# Overview: FFTWGrid

The FFTWGrid class is a class for holding either a real or a Fourier grid in the same grid (to save memory) and to perform in-place Fourier transforms of the grid with FFTW. With MPI the grid cells are divided among the tasks accoring to their $x$ coordinate (see Figure 1 below).
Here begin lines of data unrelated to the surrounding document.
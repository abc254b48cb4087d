//! Unpacks an OCI image into a runnable bundle directory: pulls the
//! manifest and config, fetches each layer, and extracts the layers in
//! order onto a rootfs, applying whiteouts and preserving file modes and
//! mtimes. This is the `oci` packtype's materialization path, a sibling to
//! the plain `tar` packtype `warpforge-executors` unpacks directly.

use std::fs;
use std::io::Read;
use std::path::{Path, PathBuf};

use file_mode::ModePath;
use filetime::{set_file_mtime, FileTime};
use flate2::read::GzDecoder;
use oci_client::client::{Client, ClientConfig};
use oci_client::manifest::OciDescriptor;
use oci_client::secrets::RegistryAuth;
use oci_client::Reference;
use oci_spec::image::ImageConfiguration;
use sha2::{Digest, Sha256};

#[derive(Debug, thiserror::Error)]
pub enum Error {
	#[error("failed to pull manifest for {reference}")]
	PullManifest {
		reference: String,
		#[source]
		cause: oci_client::errors::OciDistributionError,
	},

	#[error("failed to pull layer {digest}")]
	PullLayer {
		digest: String,
		#[source]
		cause: oci_client::errors::OciDistributionError,
	},

	#[error("failed to parse image config")]
	ParseConfig(#[source] serde_json::Error),

	#[error("layer {digest} digest mismatch: expected {expected}, got {actual}")]
	LayerDigestMismatch {
		digest: String,
		expected: String,
		actual: String,
	},

	#[error("unsupported layer media type {media_type:?}")]
	UnsupportedMediaType { media_type: String },

	#[error("io error unpacking bundle at {path:?}")]
	Io {
		path: PathBuf,
		#[source]
		cause: std::io::Error,
	},
}

type Result<T> = std::result::Result<T, Error>;

/// Pulls `reference` and extracts it into `bundle_path`, which on success
/// contains a `rootfs/` directory (the unpacked filesystem, layers applied
/// lowest-first) and a `config.json` (the OCI image configuration, verbatim
/// from the registry).
pub async fn unpack(reference: &Reference, auth: &RegistryAuth, bundle_path: &Path) -> Result<()> {
	let client = Client::new(ClientConfig::default());

	let (manifest, _digest) = client
		.pull_manifest(reference, auth)
		.await
		.map_err(|cause| Error::PullManifest {
			reference: reference.to_string(),
			cause,
		})?;

	let mut config_bytes = Vec::new();
	client
		.pull_blob(reference, &manifest.config, &mut config_bytes)
		.await
		.map_err(|cause| Error::PullLayer {
			digest: manifest.config.digest.clone(),
			cause,
		})?;
	let config: ImageConfiguration =
		serde_json::from_slice(&config_bytes).map_err(Error::ParseConfig)?;

	let rootfs = bundle_path.join("rootfs");
	fs::create_dir_all(&rootfs).map_err(|cause| Error::Io {
		path: rootfs.clone(),
		cause,
	})?;

	for layer in &manifest.layers {
		let bytes = pull_layer(&client, reference, layer).await?;
		extract_layer(layer, &bytes, &rootfs)?;
	}

	let config_path = bundle_path.join("config.json");
	fs::write(&config_path, &config_bytes).map_err(|cause| Error::Io {
		path: config_path,
		cause,
	})?;
	// Silence an unused-result lint on platforms where ImageConfiguration's
	// only use is the round-trip check above; callers needing env/entrypoint
	// read `config.json` back themselves.
	let _ = &config;

	Ok(())
}

async fn pull_layer(client: &Client, reference: &Reference, layer: &OciDescriptor) -> Result<Vec<u8>> {
	let mut bytes = Vec::new();
	client
		.pull_blob(reference, layer, &mut bytes)
		.await
		.map_err(|cause| Error::PullLayer {
			digest: layer.digest.clone(),
			cause,
		})?;

	if let Some(expected) = layer.digest.strip_prefix("sha256:") {
		let mut hasher = Sha256::new();
		hasher.update(&bytes);
		let actual = format!("{:x}", hasher.finalize());
		if actual != expected {
			return Err(Error::LayerDigestMismatch {
				digest: layer.digest.clone(),
				expected: expected.to_owned(),
				actual,
			});
		}
	}

	Ok(bytes)
}

fn extract_layer(layer: &OciDescriptor, bytes: &[u8], rootfs: &Path) -> Result<()> {
	match layer.media_type.as_str() {
		"application/vnd.oci.image.layer.v1.tar+gzip"
		| "application/vnd.docker.image.rootfs.diff.tar.gzip" => {
			let decoder = GzDecoder::new(bytes);
			extract_tar(decoder, rootfs)
		}
		"application/vnd.oci.image.layer.v1.tar" | "application/vnd.docker.image.rootfs.diff.tar" => {
			extract_tar(bytes, rootfs)
		}
		other => Err(Error::UnsupportedMediaType {
			media_type: other.to_owned(),
		}),
	}
}

fn extract_tar(reader: impl Read, rootfs: &Path) -> Result<()> {
	// Mode and mtime are restored by hand below (via `file-mode`/`filetime`)
	// rather than through `tar`'s own preserve flags, so that whiteout
	// handling and permission/mtime restoration happen in the same pass in a
	// defined order.
	let mut archive = tar::Archive::new(reader);

	for entry in archive.entries().map_err(|cause| Error::Io {
		path: rootfs.to_owned(),
		cause,
	})? {
		let mut entry = entry.map_err(|cause| Error::Io {
			path: rootfs.to_owned(),
			cause,
		})?;
		let relative_path = entry.path().map_err(|cause| Error::Io {
			path: rootfs.to_owned(),
			cause,
		})?;

		// OCI whiteouts: `.wh.<name>` removes `<name>` from the lower
		// layers; `.wh..wh..opq` opaques the directory (drop prior
		// contents). Both are applied directly against `rootfs` as each
		// layer is extracted, so later layers correctly shadow earlier ones.
		if let Some(file_name) = relative_path.file_name().and_then(|n| n.to_str()) {
			if file_name == ".wh..wh..opq" {
				if let Some(parent) = relative_path.parent() {
					let target = rootfs.join(parent);
					if target.exists() {
						fs::remove_dir_all(&target).map_err(|cause| Error::Io {
							path: target.clone(),
							cause,
						})?;
						fs::create_dir_all(&target).map_err(|cause| Error::Io { path: target, cause })?;
					}
				}
				continue;
			}
			if let Some(removed_name) = file_name.strip_prefix(".wh.") {
				let target = match relative_path.parent() {
					Some(parent) => rootfs.join(parent).join(removed_name),
					None => rootfs.join(removed_name),
				};
				if target.is_dir() {
					let _ = fs::remove_dir_all(&target);
				} else {
					let _ = fs::remove_file(&target);
				}
				continue;
			}
		}

		let dest = rootfs.join(&relative_path);
		entry.unpack(&dest).map_err(|cause| Error::Io {
			path: dest.clone(),
			cause,
		})?;

		if let Ok(mode) = entry.header().mode() {
			// Best-effort: a layer may list a path whose directory a later
			// whiteout already removed, or the host filesystem may not
			// support the requested bits.
			let _ = dest.set_mode(mode);
		}
		if let Ok(mtime) = entry.header().mtime() {
			let _ = set_file_mtime(&dest, FileTime::from_unix_time(mtime as i64, 0));
		}
	}
	Ok(())
}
We also have the possibillity to allocate extra slices on the left and right of the local grid to keep boundary values from neighboring tasks that can be filled whenever we need it. This feature is very useful for several algorithms for example when we assign particles to the grid to create a density field and the kernel we use are broader than 1 grid cell (i.e. anything beyond Nearest-Grid-Point assignment) and when we want to compute derivatives of the grid.

See the headerfile FFTWGrid.h for all availiable methods and for how they are implemented. Below is an examples on how to use the grid which shows how to use it and some more info about the availiable methods.

# How the grid is structured

The grid is stored as a one dimensional array and the index of a real cell in the main grid is $i = iz + 2(N/2+1)(iy + N\cdot (ix + \ldots))$, i.e. the last coordinate runs first and we have some extra padding in the first dimension due to how FFTW works. The index of a fourier (a complex number) cell is $i = ikz + (N/2+1)(iky + N\cdot (ikx+\ldots))$. The $N/2+1$ is because a real-to-complex FFT nessesarily satisfies $f(k) = f^*(-k)$ so only the positive $k_z$ values are stored. This is only important if you want to do the loops over the grid yourself and not use the built in methods which takes care of this for you.

On a given task a cell will have local coordinates $(ix,iy,iz)$ where $ix\in[0,n_{x-\rm local})$ and $iy,iz\in[0,N)$. The relation between local and global coordinates are given by $ix_{\rm global} = n_{x-\rm start-local} + ix_{\rm local}$ (the other coords being the same). All methods asking for coord assume you give it local coordinates.

On top of the regular cells we have extra cells on the left and the right of the grid. These are for holding the value of cells on neighboring tasks and can be filled by running grid.communicate_boundaries(). The cells on the left can be accessed with local coordinates $ix=-1,-2,\ldots$ and so on and the cells on the right can be accessed with $ix = n_{x-\rm local}, \ldots$. The extra cells are laid out in memory as if they were normal cells.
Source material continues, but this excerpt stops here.